Document


UNITED STATES
SECURITIES AND EXCHANGE COMMISSION
Washington, D.C. 20549
_________________
FORM 8-K

CURRENT REPORT
Pursuant to Section 13 or 15(d) of the Securities Exchange Act of 1934
Date of Report (Date of earliest event reported): June 29, 2016
DECKERS OUTDOOR CORPORATION
(Exact name of registrant as specified in its charter)
Delaware
(State or other jurisdiction of incorporation)

000-22446
 
95-3015862
(Commission File Number)
 
(IRS Employer Identification No.)
250 Coromar Drive, Goleta, California    
 
93117
(Address of principal executive offices)
 
(Zip code)
Registrant’s telephone number, including area code (805) 967-7611
 
(Former name or former address, if changed since last report)

Check the appropriate box below if the Form 8-K filing is intended to simultaneously satisfy the filing obligation of the registrant under any of the following provisions (see General Instruction A.2. below):
[ ] Written communications pursuant to Rule 425 under the Securities Act (17 CFR 230.425)
[ ] Soliciting material pursuant to Rule 14a-12 under the Exchange Act (17 CFR 240.14a-12)
[ ] Pre-commencement communications pursuant to Rule 14d-2(b) under the Exchange Act (17 CFR 240.14d-2(b))
[ ] Pre-commencement communications pursuant to Rule 13e-4(c) under the Exchange Act (17 CFR 240.13e-4(c))








Item 5.02
Departure of Directors or Certain Officers; Election of Directors; Appointment of Certain Officers; Compensatory Arrangements of Certain Officers.
2017 Management Incentive Plan

On June 29, 2016, the Compensation Committee (the “Compensation Committee”) of the Board of Directors (the “Board”) of Deckers Outdoor Corporation (the “Company”) , adopted a management incentive plan (the “2017 Management Incentive Plan”) pursuant to the Company’s 2015 Stock Incentive Plan (the “2015 Plan”) that will be utilized to calculate the cash incentive compensation that may become payable to certain members of the Company’s senior management team, including the Company’s named executive officers, with respect to the fiscal year ending March 31, 2017 (the “Performance Period”).
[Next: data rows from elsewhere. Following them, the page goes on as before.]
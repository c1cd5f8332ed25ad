//! `tracing` subscriber setup for the binary.

use clap::ValueEnum;
use tracing_subscriber::layer::SubscriberExt;
use tracing_subscriber::util::SubscriberInitExt;
use tracing_subscriber::{EnvFilter, fmt};

/// Log line format on stderr.
#[derive(Debug, Clone, Copy, PartialEq, Eq, ValueEnum)]
pub enum LogFormat {
    /// Human-readable lines.
    Text,
    /// One JSON object per line.
    Json,
}

/// Install the global subscriber. `RUST_LOG` wins over the default `warn`
/// filter. A second call is a no-op.
pub fn init_logging(format: LogFormat) {
    let filter = EnvFilter::try_from_default_env().unwrap_or_else(|_| EnvFilter::new("warn"));
    let registry = tracing_subscriber::registry().with(filter);
    let result = match format {
        LogFormat::Text => registry
            .with(
                fmt::layer()
                    .with_writer(std::io::stderr)
                    .with_target(false)
                    .without_time(),
            )
            .try_init(),
        LogFormat::Json => registry
            .with(fmt::layer().json().with_writer(std::io::stderr))
            .try_init(),
    };
    if result.is_err() {
        tracing::debug!("tracing subscriber already installed");
    }
}
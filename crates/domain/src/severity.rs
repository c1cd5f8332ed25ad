//! Severity tiers and actionability classes.

use serde::{Deserialize, Serialize};
use std::fmt;

/// Prefix applied to messages meant for the subscribing user.
pub const USER_ACTIONABLE_PREFIX: &str = "AI: ";

/// Prefix applied to messages meant for internal debugging only.
pub const NON_USER_ACTIONABLE_PREFIX: &str = "AI (Internal): ";

/// Severity of a diagnostic message.
#[derive(Debug, Clone, Copy, PartialEq, Eq, Hash, Serialize, Deserialize)]
#[serde(rename_all = "camelCase")]
pub enum Severity {
    /// Always eligible for recording.
    Critical,
    /// Recorded only while verbose logging is enabled.
    Warning,
}

impl Severity {
    /// Returns true when a message of this severity should be queued under the
    /// given verbosity.
    #[must_use]
    pub const fn is_recordable(self, verbose_logging: bool) -> bool {
        matches!(self, Self::Critical) || verbose_logging
    }

    /// Stable lowercase name.
    #[must_use]
    pub const fn as_str(self) -> &'static str {
        match self {
            Self::Critical => "critical",
            Self::Warning => "warning",
        }
    }
}

impl fmt::Display for Severity {
    fn fmt(&self, formatter: &mut fmt::Formatter<'_>) -> fmt::Result {
        formatter.write_str(self.as_str())
    }
}

/// Who a diagnostic message is meant for. Selects the text prefix only.
#[derive(Debug, Clone, Copy, PartialEq, Eq, Hash, Serialize, Deserialize)]
#[serde(rename_all = "camelCase")]
pub enum Actionability {
    /// The SDK's end user can act on this message.
    UserActionable,
    /// Internal-only diagnostic.
    NonUserActionable,
}

impl Actionability {
    /// Text prefix for this class.
    #[must_use]
    pub const fn prefix(self) -> &'static str {
        match self {
            Self::UserActionable => USER_ACTIONABLE_PREFIX,
            Self::NonUserActionable => NON_USER_ACTIONABLE_PREFIX,
        }
    }
}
The 2017 Management Incentive Plan is designed to align the payment of cash incentive compensation with the Company’s achievement of business and financial objectives that the Compensation Committee believes will assist the Company in achieving its business and strategic objectives. In establishing the 2017 Management Incentive Plan, the Compensation Committee worked closely with its independent compensation consultant, and the Compensation Committee believes the plan supports the Company’s compensation philosophy and objectives, as well as the interests of the Company’s stockholders.

Cash incentive compensation may be earned by participants in the 2017 Management Incentive Plan, including the named executive officers, based on the achievement by the Company of a consolidated operating income target, a consolidated revenue target, certain business unit operating income targets, and certain business unit revenue targets that have been established by the Compensation Committee (collectively, the “Performance Measures”). The specific Performance Measures applicable to each named executive officer are determined by the Compensation Committee by reference to their respective titles and responsibilities, as well as their ability to impact the Company’s achievement of the specified Performance Measures. The following table illustrates the relative weightings of the Performance Measures for each of the named executive officers:

Named Executive Officer
Consolidated Operating Income
Consolidated Revenue
Business Unit Operating Income
Business Unit Revenue
Dave Powers
50%
50%
0%
0%
Tom George
50%
50%
0%
0%
David Lafitte
50%
50%
0%
0%
Stefano Caroti
25%
0%
40%
35%

The Compensation Committee has established “threshold”, “target” and “maximum” amounts for each of the Performance Measures. If the “threshold” level of a Performance Measure is achieved, participants will earn 50% of the target cash incentive payment that relates to that Performance Measure; if the “target” level of a Performance Measure is achieved, participants will earn 100% of the target cash incentive payment that relates to that Performance Measure; and if the “maximum” level of a Performance Measure is achieved, participants will earn 200% of the target cash incentive payment that relates to that Performance Measure. To the extent the Company’s achievement with respect to a Performance Measure is between the “threshold” amount and the “target” amount, or between the “target” amount and the “maximum” amount, the amount of the cash incentive compensation payable as a result of such performance will be calculated based on a sliding payout scale (which is different for Operating Income and Revenue) that has been established by the Compensation Committee. No cash incentive compensation will be payable under the 2017 Management Incentive Plan with respect to a particular Performance Measure to the extent the Company fails to achieve the “threshold” level of performance for such Performance Measure. In addition, regardless of the level of performance with respect to other Performance Measures, no cash incentive compensation will be payable to any participant if the "threshold" level of performance for Consolidated Operating Income and Consolidated Revenue are not achieved.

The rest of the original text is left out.